We talk a lot about the customer experience. Make it easy, make it effortless, make it such a strong delivery on your brand promise that it circles all the way around to delight again, and so on. “Improve your customer service”, you may have read on our website in several places—what can we say, we’re passionate about it—in order to change your customer experience for the better!
Record scratch. Freeze frame. Wait, what?
Now, you might be thinking, “Isn’t customer service the same thing as customer experience? If I give my customer great service, aren’t they having a great customer experience?”
That’s close and almost right, but there are a few key differences that say otherwise. Great customer service is so, so important, but it’s just not going to get you a great customer experience by itself, no matter how hard your service representatives work. (Sorry, service team!) Customer experience is a many-headed hydra, and service is just one of those very important heads—but we’re getting ahead of ourselves here.
Let’s take a look at customer service vs customer experience, and determine what the differences are between the two concepts.
What is customer service?
Customer service primarily occurs in the support centers of your business. When your customer calls you to complain about a defective product or service, to change their shipping address, or to place an order, when your service representative reacts to those incidents—that’s customer service. Customer service is the hands-on, boots-on-the-ground response to customer needs, where a representative from your company is working directly with a customer to solve their problem.
How important is good customer service? It’s pretty darn important. In fact, 70% of consumers say they will actually spend more money to support a company that delivers good customer service. So, we can be pretty confident that a solid customer support team should be high on every company’s priority list—but that’s not the only thing that should be up there.

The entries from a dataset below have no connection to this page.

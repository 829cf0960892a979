//! Decoded-event input, event-source adapters, and the adapter registry.
//!
//! Raw events arrive already ABI-decoded. An [`EventAdapter`] turns one of
//! them into a [`NormalizedEvent`] for the correlator or the controller
//! directory; the [`AdapterRegistry`] picks the adapter by the emitting
//! contract's family and the event name.

use std::collections::HashMap;
use std::sync::Arc;

use alloy_primitives::{Address, B256};
use serde::{Deserialize, Serialize};

use crate::correlator::{ControllerEvent, RegistrarEvent, RenewalReferralEvent};
use crate::error::IndexerError;
use crate::subregistry::{ContractBinding, ContractFamily};
use crate::types::{BlockRef, ChainId, EventId, EventPosition, EventRef};

/// A decoded log, as delivered by the host's chain reader.
#[derive(Debug, Clone, PartialEq, Serialize, Deserialize)]
#[serde(rename_all = "camelCase")]
pub struct DecodedEvent {
    pub chain_id: ChainId,
    pub contract_address: Address,
    /// The ABI event name (e.g. `"NameRegistered"`).
    pub event_name: String,
    pub block: BlockRef,
    pub transaction_hash: B256,
    /// Sender of the transaction, when the host has it.
    #[serde(default, skip_serializing_if = "Option::is_none")]
    pub transaction_from: Option<Address>,
    pub log_index: u32,
    /// Event-specific arguments, keyed by ABI parameter name.
    #[serde(default)]
    pub args: serde_json::Value,
}

impl DecodedEvent {
    pub fn id(&self) -> EventId {
        EventId::new(self.chain_id, self.block.number, self.log_index)
    }

    pub fn position(&self) -> EventPosition {
        EventPosition {
            block_number: self.block.number,
            log_index: self.log_index,
        }
    }

    /// The audit record for this event.
    pub fn event_ref(&self) -> EventRef {
        EventRef {
            id: self.id(),
            chain_id: self.chain_id,
            contract_address: self.contract_address,
            event_name: self.event_name.clone(),
            block: self.block,
            transaction_hash: self.transaction_hash,
            log_index: self.log_index,
        }
    }
}

/// What an adapter makes of one decoded event.
#[derive(Debug, Clone)]
pub enum NormalizedEvent {
    /// `NameRegistered` / `NameRenewed` on a base registrar (Path A).
    Registrar(RegistrarEvent),
    /// A controller's report on a registration or renewal (Path B).
    Controller(ControllerEvent),
    /// A referral attributed to a renewal (Path C).
    RenewalReferral(RenewalReferralEvent),
    ControllerAdded {
        chain_id: ChainId,
        controller: Address,
        registrar: Address,
    },
    ControllerRemoved {
        chain_id: ChainId,
        controller: Address,
    },
    /// Recorded as an event ref only (e.g. `Transfer`).
    Provenance,
}

/// Processing class within one transaction. Lower classes run first.
#[derive(Debug, Clone, Copy, PartialEq, Eq, PartialOrd, Ord, Hash)]
pub enum Phase {
    /// Registrar, directory, and provenance events: they open actions.
    Registrar,
    /// Renewal referrals: they read a correlation without consuming it.
    Referral,
    /// Controller events: they consume the correlation.
    Controller,
}

impl NormalizedEvent {
    pub fn phase(&self) -> Phase {
        match self {
            Self::RenewalReferral(_) => Phase::Referral,
            Self::Controller(_) => Phase::Controller,
            _ => Phase::Registrar,
        }
    }

    pub fn kind(&self) -> &'static str {
        match self {
            Self::Registrar(_) => "registrar",
            Self::Controller(_) => "controller",
            Self::RenewalReferral(_) => "renewal-referral",
            Self::ControllerAdded { .. } => "controller-added",
            Self::ControllerRemoved { .. } => "controller-removed",
            Self::Provenance => "provenance",
        }
    }
}

/// Normalizes the events of one contract family.
///
/// Implement this to support a new registrar or controller ABI.
pub trait EventAdapter: Send + Sync {
    /// The contract family this adapter decodes.
    fn family(&self) -> ContractFamily;

    /// Event names this adapter handles.
    fn event_names(&self) -> &'static [&'static str];

    /// Normalize `event`, emitted by the contract described by `binding`.
    fn normalize(
        &self,
        event: &DecodedEvent,
        binding: &ContractBinding,
    ) -> Result<NormalizedEvent, IndexerError>;
}

/// Registry of adapters keyed by `(family, event name)`.
pub struct AdapterRegistry {
    adapters: HashMap<(ContractFamily, String), Arc<dyn EventAdapter>>,
}

impl AdapterRegistry {
    pub fn new() -> Self {
        Self {
            adapters: HashMap::new(),
        }
    }

    /// Register an adapter for every event name it declares.
    /// A later registration for the same key replaces the earlier one.
    pub fn register(&mut self, adapter: Arc<dyn EventAdapter>) {
        let family = adapter.family();
        for name in adapter.event_names() {
            self.adapters
                .insert((family, name.to_string()), Arc::clone(&adapter));
        }
    }

    pub fn lookup(&self, family: ContractFamily, event_name: &str) -> Option<&Arc<dyn EventAdapter>> {
        self.adapters.get(&(family, event_name.to_string()))
    }

    /// Normalize through the matching adapter. `Ok(None)` means no adapter
    /// handles this event for this family.
    pub fn normalize(
        &self,
        event: &DecodedEvent,
        binding: &ContractBinding,
    ) -> Result<Option<NormalizedEvent>, IndexerError> {
        match self.lookup(binding.family, &event.event_name) {
            Some(adapter) => adapter.normalize(event, binding).map(Some),
            None => Ok(None),
        }
    }

    pub fn len(&self) -> usize {
        self.adapters.len()
    }

    pub fn is_empty(&self) -> bool {
        self.adapters.is_empty()
    }
}

impl Default for AdapterRegistry {
    fn default() -> Self {
        Self::new()
    }
}

#[cfg(test)]
mod tests {
    use super::*;
    use crate::subregistry::{ControllerGeneration, Subregistry, SubregistryId};
    use crate::types::namehash;

    struct ProvenanceOnly;

    impl EventAdapter for ProvenanceOnly {
        fn family(&self) -> ContractFamily {
            ContractFamily::BaseRegistrar
        }
        fn event_names(&self) -> &'static [&'static str] {
            &["Transfer", "Approval"]
        }
        fn normalize(
            &self,
            _event: &DecodedEvent,
            _binding: &ContractBinding,
        ) -> Result<NormalizedEvent, IndexerError> {
            Ok(NormalizedEvent::Provenance)
        }
    }

    fn binding(family: ContractFamily) -> ContractBinding {
        ContractBinding {
            subregistry: Subregistry {
                id: SubregistryId::new(1, Address::ZERO),
                node: namehash("eth"),
            },
            family,
        }
    }

    fn event(name: &str) -> DecodedEvent {
        DecodedEvent {
            chain_id: 1,
            contract_address: Address::ZERO,
            event_name: name.into(),
            block: BlockRef { number: 7, timestamp: 100 },
            transaction_hash: B256::ZERO,
            transaction_from: None,
            log_index: 3,
            args: serde_json::Value::Null,
        }
    }

    #[test]
    fn dispatch_by_family_and_name() {
        let mut registry = AdapterRegistry::new();
        registry.register(Arc::new(ProvenanceOnly));
        assert_eq!(registry.len(), 2);

        let base = binding(ContractFamily::BaseRegistrar);
        let hit = registry.normalize(&event("Transfer"), &base).unwrap();
        assert!(matches!(hit, Some(NormalizedEvent::Provenance)));
        assert!(registry.normalize(&event("NameMigrated"), &base).unwrap().is_none());

        // same name, other family: no adapter
        let controller =
            binding(ContractFamily::RegistrarController(ControllerGeneration::Legacy));
        assert!(registry.normalize(&event("Transfer"), &controller).unwrap().is_none());
    }

    #[test]
    fn event_id_is_deterministic() {
        let e = event("Transfer");
        assert_eq!(e.id().as_str(), "1-7-3");
        assert_eq!(e.event_ref().id, e.id());
    }

    #[test]
    fn decoded_event_json_is_camel_case() {
        let json = serde_json::json!({
            "chainId": 1,
            "contractAddress": "0x57f1887a8bf19b14fc0df6fd9b2acc9af147ea85",
            "eventName": "NameRenewed",
            "block": { "number": 10, "timestamp": 1000 },
            "transactionHash": "0x0101010101010101010101010101010101010101010101010101010101010101",
            "logIndex": 2,
            "args": { "expires": 4000 }
        });
        let e: DecodedEvent = serde_json::from_value(json).unwrap();
        assert_eq!(e.event_name, "NameRenewed");
        assert!(e.transaction_from.is_none());
        assert_eq!(e.args["expires"], 4000);
    }

    #[test]
    fn controller_events_run_last() {
        assert!(Phase::Registrar < Phase::Referral);
        assert!(Phase::Referral < Phase::Controller);
    }
}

What is customer experience?
Customer experience (CX), on the other hand, is like customer service cranked up to the highest setting. It’s the same attitude of wanting to serve the customer well; but applying that philosophy to every touchpoint along the customer journey. We’ve defined CX in the past as “the sum of all your customer’s experiences with your business and brand”, from start to finish, and we stand by that statement still. Prompt, polite customer service, a great product, and thoughtful user experience are all parts of a great customer experience.
For example, when you start thinking about buying a pair of jeans, then start looking for jeans on the internet, and then finally go try on jeans and eventually make a purchase—every moment of that time is the customer experience. And if you have a problem with your jeans and need to return them, or call the company to complain about poor construction, or to ask about the materials used? All the time you spend on the phone with customer service is the customer experience, too. Perhaps most importantly, if you love your jeans and never have to interact with anyone from that company again until you buy the same pair of jeans ten years later… That’s also the customer experience.
Service or experience? Four key areas of difference
The major differences between customer service and customer experience can be demonstrated through four key areas.
- Big picture vs laser focus. Customer service is just one part of a solid CX strategy. While customer service applies to a single instance, customer experience involves a whole journey through many different individual instances, some of which may not involve a service or support channel at all.
- The issue of delight. While you might be delighted by above-and-beyond customer service, if that interaction doesn’t fit into an effortless customer experience, then the effort required to delight in that instance is wasted. One good service interaction won’t redeem poor CX; the overall experience will still be negative.
- Proactive vs reactive. Customer service is by nature reactive, as it’s deeply rooted in guiding the customer through their issue. The best customer experience leaders, however, are those who think proactively and use insights from all data sources to solve problems before they occur.
- Metrics. Customer service is measured with service-specific metrics like Net Promoter Score (NPS) or the Agent Impact Score (AIS) that track service quality. Customer experience is measured with scores like Customer Effort Score (CES) and the Tethr Effort Index (TEI) that track effort throughout the experience as a whole.
In each of these areas you can see that customer service is essential—but it still only applies to a very limited set of situations. Customer experience, on the other hand, includes a very wide set of situations.
What’s the REAL difference between customer service vs customer experience?
The real difference between customer service and customer experience is simple. Customer service is about assisting the customer with a particular need in a specific circumstance. Customer experience, on the other hand, refers to the whole customer journey and beyond, from the moment they consider your product or service all the way through to purchase and use.
Key takeaway: Customer service is just one small part of the greater customer experience.